> _What to do_
Locate each line of the material that contains "AssetUpdate", then return it.
◇ ◇ ◇ ◇ ◇
use serde::{Deserialize, Serialize};

use crate::ids::ProjectRef;

/// Default bound on concurrently running per-asset tasks.
pub const DEFAULT_MAX_CONCURRENT_TASKS: usize = 8;

/// Upload decision for a staged asset.
#[derive(Debug, Clone, Copy, Default, PartialEq, Eq, Hash, Serialize, Deserialize)]
#[serde(rename_all = "snake_case")]
pub enum UploadStatus {
    /// Not evaluated yet (freshly generated node).
    #[default]
    Pending,
    /// No usable remote counterpart: a new record will be created.
    Add,
    /// Identical to the tracked remote version; nothing to upload.
    Skip,
    /// A new version of the existing remote record will be created.
    Override,
    /// A new record will be created even though a counterpart exists.
    Duplicate,
    /// At least one file lies outside the managed project root.
    ErrorOutsideProject,
    /// The counterpart's files are managed by external source control.
    SourceControlled,
}

impl UploadStatus {
    /// Statuses that produce remote work.
    pub fn is_ready(self) -> bool {
        matches!(self, Self::Add | Self::Override | Self::Duplicate)
    }

    /// Terminal per-node error statuses.
    pub fn is_error(self) -> bool {
        matches!(self, Self::ErrorOutsideProject | Self::SourceControlled)
    }

    /// Statuses that end in a brand new remote record.
    pub fn creates_record(self) -> bool {
        matches!(self, Self::Add | Self::Duplicate)
    }

    pub fn label(self) -> &'static str {
        match self {
            Self::Pending => "pending",
            Self::Add => "add",
            Self::Skip => "skip",
            Self::Override => "override",
            Self::Duplicate => "duplicate",
            Self::ErrorOutsideProject => "outside project",
            Self::SourceControlled => "source controlled",
        }
    }
}

/// How an asset with an existing counterpart is uploaded.
#[derive(Debug, Clone, Copy, Default, PartialEq, Eq, Serialize, Deserialize)]
#[serde(rename_all = "snake_case")]
pub enum UploadMode {
    /// Upload a new version only when something changed.
    #[default]
    SkipIdentical,
    /// Always upload a new version of the counterpart.
    ForceNewVersion,
    /// Always create a new record.
    ForceNewAsset,
}

/// How dependencies of a selected item are staged.
#[derive(Debug, Clone, Copy, Default, PartialEq, Eq, Serialize, Deserialize)]
#[serde(rename_all = "snake_case")]
pub enum DependencyMode {
    /// Dependencies are not traversed.
    Ignore,
    /// Every dependency becomes its own asset, linked by id.
    #[default]
    Separate,
    /// Dependency files are folded into the asset that references them.
    Embedded,
}

/// How destination paths inside a remote record are derived.
#[derive(Debug, Clone, Copy, Default, PartialEq, Eq, Serialize, Deserialize)]
#[serde(rename_all = "snake_case")]
pub enum FilePathMode {
    /// Path relative to the project root.
    Full,
    /// Path relative to the deepest directory shared by all files.
    #[default]
    Compact,
    /// Every file at the asset root; colliding names are renamed.
    Flatten,
}

/// Result of checking an imported record against the repository.
#[derive(Debug, Clone, Default, PartialEq, Eq, Serialize, Deserialize)]
#[serde(tag = "state", rename_all = "snake_case")]
pub enum RemoteSyncStatus {
    UpToDate,
    OutOfDate {
        latest_version: String,
    },
    /// The record no longer exists remotely.
    Deleted,
    #[default]
    Unknown,
}

/// Immutable settings snapshot for one staging generation.
///
/// Any change produces a new snapshot and a full regeneration.
#[derive(Debug, Clone, PartialEq, Serialize, Deserialize)]
#[serde(rename_all = "camelCase")]
pub struct StagingSettings {
    #[serde(default)]
    pub target_project: ProjectRef,
    #[serde(default, skip_serializing_if = "Option::is_none")]
    pub target_collection: Option<String>,
    #[serde(default)]
    pub upload_mode: UploadMode,
    #[serde(default)]
    pub dependency_mode: DependencyMode,
    #[serde(default)]
    pub file_path_mode: FilePathMode,
    /// Embedded mode only: fold the shared satellite file set into every asset.
    #[serde(default)]
    pub include_satellite_files: bool,
    #[serde(default, skip_serializing_if = "Vec::is_empty")]
    pub tags: Vec<String>,
    #[serde(default = "default_max_concurrent_tasks")]
    pub max_concurrent_tasks: usize,
}

fn default_max_concurrent_tasks() -> usize {
    DEFAULT_MAX_CONCURRENT_TASKS
}

impl Default for StagingSettings {
    fn default() -> Self {
        Self {
            target_project: ProjectRef::default(),
            target_collection: None,
            upload_mode: UploadMode::default(),
            dependency_mode: DependencyMode::default(),
            file_path_mode: FilePathMode::default(),
            include_satellite_files: false,
            tags: Vec::new(),
            max_concurrent_tasks: DEFAULT_MAX_CONCURRENT_TASKS,
        }
    }
}

impl StagingSettings {
    pub fn for_project(project: ProjectRef) -> Self {
        Self {
            target_project: project,
            ..Self::default()
        }
    }

    /// Concurrency bound, never zero.
    pub fn concurrency(&self) -> usize {
        self.max_concurrent_tasks.max(1)
    }
}
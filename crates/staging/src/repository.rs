//! Remote content repository trait.
//!
//! `ContentRepository` is implemented by the host to bridge staging and
//! upload logic to the actual remote service. Using a trait keeps both
//! decoupled from transport and testable with mocks.

use std::collections::HashMap;
use std::future::Future;
use std::pin::Pin;

use assetstage_protocol::{
    AssetIdentifier, AssetRecord, AssetUpdate, CreateAssetRequest, RemoteSyncStatus, UploadFile,
};

use crate::error::RepositoryError;

/// Boxed future returned by repository calls.
pub type RepoFuture<'a, T> = Pin<Box<dyn Future<Output = Result<T, RepositoryError>> + Send + 'a>>;

/// Abstract connection to the remote content repository.
pub trait ContentRepository: Send + Sync {
    /// Creates a new record and returns the identifier of its first, unfrozen version.
    fn create_item<'a>(&'a self, request: &'a CreateAssetRequest) -> RepoFuture<'a, AssetIdentifier>;

    /// Creates an unfrozen version on top of the latest frozen one.
    fn create_unfrozen_version<'a>(
        &'a self,
        existing: &'a AssetIdentifier,
    ) -> RepoFuture<'a, AssetIdentifier>;

    /// Updates name, tags and metadata of an unfrozen version.
    fn update_item<'a>(
        &'a self,
        id: &'a AssetIdentifier,
        update: &'a AssetUpdate,
    ) -> RepoFuture<'a, ()>;

    /// Uploads one local file into an unfrozen version.
    fn upload_file<'a>(&'a self, id: &'a AssetIdentifier, file: &'a UploadFile) -> RepoFuture<'a, ()>;

    /// Removes one file (by destination path) from an unfrozen version.
    fn remove_file<'a>(&'a self, id: &'a AssetIdentifier, path: &'a str) -> RepoFuture<'a, ()>;

    /// Replaces the dependency links of an unfrozen version.
    fn update_dependencies<'a>(
        &'a self,
        id: &'a AssetIdentifier,
        dependencies: &'a [AssetIdentifier],
    ) -> RepoFuture<'a, ()>;

    /// Publishes an unfrozen version; returns its version number.
    fn freeze_version<'a>(&'a self, id: &'a AssetIdentifier) -> RepoFuture<'a, u32>;

    /// Deletes a whole record.
    fn remove_item<'a>(&'a self, id: &'a AssetIdentifier) -> RepoFuture<'a, ()>;

    /// Discards an unfrozen version, restoring the previous frozen state.
    fn remove_unfrozen_version<'a>(&'a self, id: &'a AssetIdentifier) -> RepoFuture<'a, ()>;

    /// Fetches one record version.
    fn fetch_item<'a>(&'a self, id: &'a AssetIdentifier) -> RepoFuture<'a, AssetRecord>;

    /// Checks a batch of imported records against their latest remote state.
    fn fetch_import_status<'a>(
        &'a self,
        ids: &'a [AssetIdentifier],
    ) -> RepoFuture<'a, HashMap<AssetIdentifier, RemoteSyncStatus>>;
}
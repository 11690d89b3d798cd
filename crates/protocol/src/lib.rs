//! Data types shared by the staging, upload and CLI crates.
//!
//! Everything here is plain serde data: no I/O and no async.

pub mod ids;
pub mod records;
pub mod report;
pub mod types;
pub mod upload;

// Re-export primary types for convenience.
pub use ids::{AssetIdentifier, ContentId, ContentIdentifier, ProjectRef};
pub use records::{AssetRecord, ImportedAssetInfo, Metadata, RemoteFile, TrackedFile};
pub use report::{BatchOutcome, ItemOutcome, ItemResult, UploadReport};
pub use types::{
    DEFAULT_MAX_CONCURRENT_TASKS, DependencyMode, FilePathMode, RemoteSyncStatus,
    StagingSettings, UploadMode, UploadStatus,
};
pub use upload::{AssetUpdate, CreateAssetRequest, UploadAsset, UploadFile};
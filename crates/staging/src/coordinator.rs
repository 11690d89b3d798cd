//! Staging coordinator.
//!
//! Owns the live node set, the user's edits and the last computed status.
//! Every rebuild starts from scratch and replays the edits by content id.

use std::sync::Arc;

use assetstage_protocol::{
    ContentId, ContentIdentifier, ItemResult, ProjectRef, StagingSettings, UploadAsset,
    UploadFile, UploadReport, UploadStatus,
};
use tokio::sync::mpsc;
use tokio_util::sync::CancellationToken;
use tracing::{debug, info, warn};

use crate::compare::{ChecksumComparator, FileComparator};
use crate::error::StagingError;
use crate::graph::{AssetGraph, GraphBuilder};
use crate::node::{AssetNode, RemoteLink};
use crate::project::LocalProjectIndex;
use crate::repository::ContentRepository;
use crate::status::StatusResolver;
use crate::tracker::ImportedAssetTracker;
use crate::types::{StagingEdits, StagingEvent, StagingStatus};

/// Single owner of one staging workspace.
///
/// Methods take `&mut self`, so a regenerate, refresh or edit can never
/// overlap another one on the same instance.
pub struct StagingCoordinator {
    index: Arc<dyn LocalProjectIndex>,
    tracker: Arc<dyn ImportedAssetTracker>,
    repository: Arc<dyn ContentRepository>,
    builder: GraphBuilder,
    resolver: StatusResolver,
    settings: StagingSettings,
    edits: StagingEdits,
    graph: AssetGraph,
    status: StagingStatus,
    events_tx: mpsc::Sender<StagingEvent>,
    events_rx: Option<mpsc::Receiver<StagingEvent>>,
}

impl StagingCoordinator {
    /// Creates an empty workspace using the checksum comparator.
    pub fn new(
        index: Arc<dyn LocalProjectIndex>,
        tracker: Arc<dyn ImportedAssetTracker>,
        repository: Arc<dyn ContentRepository>,
        settings: StagingSettings,
    ) -> Self {
        let (events_tx, events_rx) = mpsc::channel(64);
        let comparator: Arc<dyn FileComparator> = Arc::new(ChecksumComparator::new());
        Self {
            builder: GraphBuilder::new(index.clone(), tracker.clone()),
            resolver: StatusResolver::new(repository.clone(), tracker.clone(), comparator),
            index,
            tracker,
            repository,
            settings,
            edits: StagingEdits::default(),
            graph: AssetGraph::default(),
            status: StagingStatus::default(),
            events_tx,
            events_rx: Some(events_rx),
        }
    }

    /// Replaces the file comparator.
    pub fn with_comparator(mut self, comparator: Arc<dyn FileComparator>) -> Self {
        self.resolver = StatusResolver::new(self.repository.clone(), self.tracker.clone(), comparator);
        self
    }

    /// Restores previously saved edits; they apply on the next regenerate.
    pub fn with_edits(mut self, edits: StagingEdits) -> Self {
        self.edits = edits;
        self
    }

    /// Takes the event receiver. Can only be called once.
    pub fn take_events(&mut self) -> Option<mpsc::Receiver<StagingEvent>> {
        self.events_rx.take()
    }

    pub fn settings(&self) -> &StagingSettings {
        &self.settings
    }

    pub fn edits(&self) -> &StagingEdits {
        &self.edits
    }

    pub fn status(&self) -> &StagingStatus {
        &self.status
    }

    pub fn graph(&self) -> &AssetGraph {
        &self.graph
    }

    pub fn nodes(&self) -> impl Iterator<Item = &AssetNode> {
        self.graph.nodes()
    }

    pub fn node(&self, id: &ContentId) -> Option<&AssetNode> {
        self.graph.get(id)
    }

    /// Adds a root; takes effect on the next regenerate.
    pub fn add_to_selection(&mut self, id: impl Into<ContentId>) -> bool {
        self.edits.select(id.into())
    }

    pub fn remove_from_selection(&mut self, id: &ContentId) -> bool {
        self.edits.deselect(id)
    }

    /// Replaces the settings snapshot; takes effect on the next regenerate.
    pub fn set_settings(&mut self, settings: StagingSettings) {
        if settings != self.settings {
            debug!(project = %settings.target_project, "settings replaced");
            self.settings = settings;
        }
    }

    /// Excludes (or re-includes) a dependency from the upload.
    ///
    /// The flag is applied in place and statuses are re-propagated; roots
    /// cannot be ignored. Returns `true` if the edit changed.
    pub fn set_ignore(&mut self, id: &ContentId, ignored: bool) -> bool {
        if !self.edits.set_ignored(id, ignored) {
            return false;
        }
        if let Some(node) = self.graph.get_mut(id) {
            if node.is_dependency() {
                node.set_ignored(ignored);
                self.resolver.propagate(&mut self.graph);
                self.update_status();
            } else {
                debug!(content_id = %id, "selected roots cannot be ignored");
            }
        }
        true
    }

    /// Opts an item's extra files in or out; takes effect on the next regenerate.
    pub fn set_include_extra_files(&mut self, id: &ContentId, include: bool) -> bool {
        self.edits.set_include_extra_files(id, include)
    }

    pub fn set_metadata_override(
        &mut self,
        id: &ContentId,
        project: &ProjectRef,
        key: impl Into<String>,
        value: serde_json::Value,
    ) {
        self.edits.set_metadata(id, project, key, value);
    }

    pub fn clear_metadata_override(&mut self, id: &ContentId, project: &ProjectRef, key: &str) -> bool {
        self.edits.clear_metadata(id, project, key)
    }

    /// Rebuilds the graph from the current selection, replaying the edits.
    ///
    /// Every node starts out `Pending`; call [`Self::refresh_status`] next.
    pub async fn regenerate(&mut self) -> Result<usize, StagingError> {
        let builder = self.builder.clone();
        let roots = self.edits.selected.clone();
        let edits = self.edits.clone();
        let settings = self.settings.clone();

        let graph = tokio::task::spawn_blocking(move || builder.build(&roots, &edits, &settings))
            .await
            .map_err(|e| StagingError::Task(format!("task join error: {e}")))??;

        self.graph = graph;
        let nodes = self.graph.len();
        let _ = self.events_tx.try_send(StagingEvent::Regenerated { nodes });
        self.update_status();
        Ok(nodes)
    }

    /// Resolves the status of every node and returns the new aggregate.
    ///
    /// On cancellation the previous statuses stay in place.
    pub async fn refresh_status(
        &mut self,
        check_remote: bool,
        cancel: &CancellationToken,
    ) -> Result<StagingStatus, StagingError> {
        let events = self.events_tx.clone();
        let progress = move |completed: usize, total: usize| {
            let _ = events.try_send(StagingEvent::Progress { completed, total });
        };

        self.resolver
            .resolve_self(&mut self.graph, &self.settings, check_remote, &progress, cancel)
            .await?;
        self.resolver.propagate(&mut self.graph);
        self.update_status();

        info!(
            total = self.status.total,
            ready = self.status.ready,
            errors = self.status.errors,
            "staging status refreshed"
        );
        Ok(self.status.clone())
    }

    /// Projects every ready node into an upload snapshot.
    pub fn generate_upload_assets(&self) -> Vec<UploadAsset> {
        let project = &self.settings.target_project;
        self.graph
            .nodes()
            .filter(|node| node.is_ready())
            .map(|node| UploadAsset {
                name: node.name().to_string(),
                identifier: ContentIdentifier::local(project, node.content_id()),
                status: node.resolved_status(),
                existing: match node.resolved_status() {
                    UploadStatus::Override => node.counterpart().map(|l| l.identifier.clone()),
                    _ => None,
                },
                files: node
                    .files()
                    .map(|f| UploadFile {
                        source: f.source.clone(),
                        destination: f.destination.clone(),
                        size: self.index.file_size(&f.source),
                    })
                    .collect(),
                tags: self.settings.tags.clone(),
                dependencies: self.upload_dependencies(node),
                dependency_content_ids: node.dependencies().to_vec(),
                metadata: self.edits.metadata_for(node.content_id(), project),
                diff_summary: node.diff().to_string(),
                target_project: project.clone(),
                target_collection: self.settings.target_collection.clone(),
            })
            .collect()
    }

    fn upload_dependencies(&self, node: &AssetNode) -> Vec<ContentIdentifier> {
        let project = &self.settings.target_project;
        let mut out = Vec::new();
        for dep_id in node.dependencies() {
            let Some(dep) = self.graph.get(dep_id) else {
                continue;
            };
            if dep.is_ready() {
                out.push(ContentIdentifier::local(project, dep_id));
            } else if let Some(link) = dep.counterpart() {
                out.push(ContentIdentifier::Remote(link.identifier.clone()));
            } else {
                warn!(
                    content_id = %node.content_id(),
                    dependency = %dep_id,
                    "dependency has no remote record and is not uploaded, link omitted"
                );
            }
        }
        out
    }

    /// Applies an upload report to the node set.
    ///
    /// Uploaded nodes link to their new version and read as unchanged until
    /// the next refresh.
    pub fn apply_upload_report(&mut self, report: &UploadReport) {
        let mut applied = 0;
        for item in report.items.iter().filter(|i| i.result == ItemResult::Uploaded) {
            let (Some(node), Some(identifier)) =
                (self.graph.get_mut(&item.content_id), item.identifier.clone())
            else {
                continue;
            };
            node.set_counterpart(Some(RemoteLink {
                identifier,
                version_number: item.version_number.unwrap_or(0),
            }));
            node.set_self_status(UploadStatus::Skip, "uploaded".into());
            applied += 1;
        }
        if applied > 0 {
            self.update_status();
        }
        debug!(applied, "upload report applied");
    }

    fn update_status(&mut self) {
        let status = self.compute_status();
        if status != self.status {
            self.status = status;
            let _ = self
                .events_tx
                .try_send(StagingEvent::StatusChanged(self.status.clone()));
        }
    }

    fn compute_status(&self) -> StagingStatus {
        let mut status = StagingStatus {
            total: self.graph.len(),
            ..StagingStatus::default()
        };

        for node in self.graph.nodes() {
            let resolved = node.resolved_status();
            if node.has_files_outside_project() {
                status.has_files_outside_project = true;
            }
            if resolved.is_error() {
                status.errors += 1;
            }
            if node.is_ignored() {
                status.ignored += 1;
                if resolved.is_ready() {
                    status.manually_ignored_dependencies += 1;
                }
                continue;
            }
            match resolved {
                UploadStatus::Add | UploadStatus::Duplicate => status.added += 1,
                UploadStatus::Override => status.updated += 1,
                UploadStatus::Skip => status.skipped += 1,
                _ => {}
            }
            if node.is_ready() {
                status.ready += 1;
                status.total_files += node.file_count();
                status.total_size += node
                    .files()
                    .map(|f| self.index.file_size(&f.source))
                    .sum::<u64>();
            }
        }
        status
    }
}
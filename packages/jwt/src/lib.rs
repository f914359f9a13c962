//! JSON Web Token issuing for declarative infrastructure resources
//!
//! This crate turns (algorithm, key material, claims) into a signed compact
//! JWT, deterministically:
//! - HS256/384/512 with a shared secret
//! - RS256/384/512 and ES256/384/512 with a PEM private key
//! - canonical claims JSON, reused as the resource identity
//! - the `jwt_hashed_token` / `jwt_signed_token` resource adapter
//!
//! Nothing is cached between calls and every operation is safe to run
//! concurrently.

pub mod api;
pub mod claims;
pub mod config;
mod error;
pub mod provider;
mod types;

pub use api::{
    Algorithm, Diagnostics, Family, HashedTokenIssuer, Jwt, KeyRequirement, PemKey, Secret,
    SignedTokenIssuer, resolve, resolve_for,
};
pub use claims::Claims;
pub use config::{HashedTokenConfig, SignedTokenConfig};
pub use error::*;
pub use provider::{HASHED_TOKEN, Provider, Resource, ResourceData, SIGNED_TOKEN};
pub use types::*;
//! `jwt_hashed_token`: HMAC-signed token resource

use super::HASHED_TOKEN;
use super::resource::{Resource, ResourceData};
use super::schema::{FieldKind, FieldSchema, ResourceSchema};
use crate::api::hashed::HashedTokenIssuer;
use crate::api::validation::validate_hashing_algorithm;
use crate::config::HashedTokenConfig;
use crate::error::JwtResult;

/// HMAC-signed token resource
#[derive(Debug, Clone)]
pub struct HashedTokenResource {
    schema: ResourceSchema,
}

impl HashedTokenResource {
    /// Resource with its schema
    #[must_use]
    pub fn new() -> Self {
        Self {
            schema: ResourceSchema {
                name: HASHED_TOKEN,
                fields: vec![
                    FieldSchema::optional(
                        "algorithm",
                        FieldKind::String,
                        HashedTokenIssuer::DEFAULT_ALGORITHM.as_str(),
                        "Signing algorithm to use",
                    )
                    .validate_with(validate_hashing_algorithm),
                    FieldSchema::required(
                        "secret",
                        FieldKind::String,
                        "HMAC secret to sign the JWT with",
                    )
                    .sensitive(),
                    FieldSchema::required("claims", FieldKind::Map, "The token's claims"),
                    FieldSchema::computed("token", FieldKind::String),
                ],
            },
        }
    }
}

impl Default for HashedTokenResource {
    fn default() -> Self {
        Self::new()
    }
}

impl Resource for HashedTokenResource {
    fn schema(&self) -> &ResourceSchema {
        &self.schema
    }

    fn create(&self, data: &mut ResourceData) -> JwtResult<()> {
        let config = HashedTokenConfig::from_value(data.inputs(&self.schema))?;
        let issued = config.issue()?;

        data.set("token", issued.token.into_string());
        data.set_id(issued.id);
        Ok(())
    }
}
//! JWT Builder API - entry points for the two issuers

use super::hashed::HashedTokenIssuer;
use super::keys::{PemKey, Secret};
use super::signed::SignedTokenIssuer;
use crate::claims::Claims;
use crate::error::{JwtError, JwtResult};
use crate::types::IssuedToken;

/// Direct builder entry point
pub struct Jwt;

impl Jwt {
    /// Builder for HMAC-signed tokens, algorithm defaults to HS512
    #[inline]
    #[must_use]
    pub fn hashed() -> HashedJwtBuilder {
        HashedJwtBuilder::new()
    }

    /// Builder for RSA/ECDSA-signed tokens
    #[inline]
    #[must_use]
    pub fn signed() -> SignedJwtBuilder {
        SignedJwtBuilder::new()
    }
}

/// Builder for HMAC-signed tokens
#[derive(Debug, Default)]
pub struct HashedJwtBuilder {
    algorithm: Option<String>,
    secret: Option<Secret>,
}

impl HashedJwtBuilder {
    /// Empty builder
    #[must_use]
    pub fn new() -> Self {
        Self::default()
    }

    /// Set the algorithm name
    #[inline]
    #[must_use]
    pub fn with_algorithm(mut self, algorithm: &str) -> Self {
        self.algorithm = Some(algorithm.to_string());
        self
    }

    /// Set the shared secret
    #[inline]
    #[must_use]
    pub fn with_secret(mut self, secret: impl Into<Secret>) -> Self {
        self.secret = Some(secret.into());
        self
    }

    /// Sign `claims`
    ///
    /// # Errors
    /// `MissingField("secret")` if no secret was set, otherwise any error
    /// from [`HashedTokenIssuer::issue`].
    pub fn sign(&self, claims: &Claims) -> JwtResult<IssuedToken> {
        let secret = self
            .secret
            .as_ref()
            .ok_or_else(|| JwtError::missing_field("secret"))?;
        let algorithm = self
            .algorithm
            .as_deref()
            .unwrap_or(HashedTokenIssuer::DEFAULT_ALGORITHM.as_str());
        HashedTokenIssuer::issue(algorithm, secret, claims)
    }
}

/// Builder for RSA/ECDSA-signed tokens
#[derive(Debug, Default)]
pub struct SignedJwtBuilder {
    algorithm: Option<String>,
    key: Option<PemKey>,
}

impl SignedJwtBuilder {
    /// Empty builder
    #[must_use]
    pub fn new() -> Self {
        Self::default()
    }

    /// Set the algorithm name
    #[inline]
    #[must_use]
    pub fn with_algorithm(mut self, algorithm: &str) -> Self {
        self.algorithm = Some(algorithm.to_string());
        self
    }

    /// Set the PEM private key
    #[inline]
    #[must_use]
    pub fn with_key(mut self, key: impl Into<PemKey>) -> Self {
        self.key = Some(key.into());
        self
    }

    /// Sign `claims`
    ///
    /// # Errors
    /// `MissingField` for an unset algorithm or key, otherwise any error from
    /// [`SignedTokenIssuer::issue`].
    pub fn sign(&self, claims: &Claims) -> JwtResult<IssuedToken> {
        let algorithm = self
            .algorithm
            .as_deref()
            .ok_or_else(|| JwtError::missing_field("algorithm"))?;
        let key = self
            .key
            .as_ref()
            .ok_or_else(|| JwtError::missing_field("key"))?;
        SignedTokenIssuer::issue(algorithm, key, claims)
    }
}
◇ ◇ ◇ ◇ ◇
> _Answer to the exercise_
    AssetIdentifier, AssetRecord, AssetUpdate, CreateAssetRequest, RemoteSyncStatus, UploadFile,
        update: &'a AssetUpdate,
pub use upload::{AssetUpdate, CreateAssetRequest, UploadAsset, UploadFile};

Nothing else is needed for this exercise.